Sam Houston had a long and colorful live. A list of his major activities: US Army Officer; adopted son of Cherokee chief and later a Cherokee citizen who represented the nation to Congress; Attorney General of Tennessee; U.S. Congressman from Tennessee; Governor of Tennessee; Major General of Texas Army; member of Constitutional Convention for Republic of Texas; General of the Army of the Texas Republic; led Battle of San Jacinto which defeated Santa Anna ( lost 6 men while the vastly superior Mexican army lost over 600); congressman to Republic of Texas;
President of the Republic of Texas; urged Texas to join Union; Texas U.S. Senator; Governor of Texas, and deposed as governor when he refused to sign the oath of allegiance to the Confederacy after Texas seceded from Union.

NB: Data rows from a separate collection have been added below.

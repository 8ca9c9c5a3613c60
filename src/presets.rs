//! Quick-pick target colors
//!
//! The twenty swatches of the desktop palette popup. All of them are CSS
//! named colors, so values come straight from `palette::named`.

use palette::{named, Srgb};
use crate::color::Color;

pub const PRESETS: [(&str, Srgb<u8>); 20] = [
    ("red", named::RED),
    ("orangered", named::ORANGERED),
    ("darkorange", named::DARKORANGE),
    ("gold", named::GOLD),
    ("yellow", named::YELLOW),
    ("greenyellow", named::GREENYELLOW),
    ("lime", named::LIME),
    ("mediumspringgreen", named::MEDIUMSPRINGGREEN),
    ("cyan", named::CYAN),
    ("deepskyblue", named::DEEPSKYBLUE),
    ("blue", named::BLUE),
    ("blueviolet", named::BLUEVIOLET),
    ("magenta", named::MAGENTA),
    ("deeppink", named::DEEPPINK),
    ("hotpink", named::HOTPINK),
    ("beige", named::BEIGE),
    ("sienna", named::SIENNA),
    ("gray", named::GRAY),
    ("black", named::BLACK),
    ("white", named::WHITE),
];

/// Presets in display order
pub fn presets() -> impl Iterator<Item = (&'static str, Color)> {
    PRESETS.iter().map(|&(name, c)| (name, Color::from(c)))
}

/// Preset by name, case-insensitive
pub fn lookup(name: &str) -> Option<Color> {
    let name = name.trim();
    presets()
        .find(|(preset, _)| preset.eq_ignore_ascii_case(name))
        .map(|(_, color)| color)
}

The Steamboat House Steakhouse in located on the northern edge of Houston. In addition to being a restaurant, the owners have indulged their love of Texas history by creating a museum, as well. The displays lining the walls are part authentic and part replica, and tell the story of the days of the battle for Texas independence, nationhood, and entry into the Unites States. The owners, Charlie and Senie Fogarty also give tours to school children, telling them about Sam Houston and the founding of the state. Occasionally, you will see Mr. Fogarty in his restaurant, dressed in period costume. Although this sounds a bit hokey, it is not obtrusive and has not detracted from the fining dining atmosphere and good wine list.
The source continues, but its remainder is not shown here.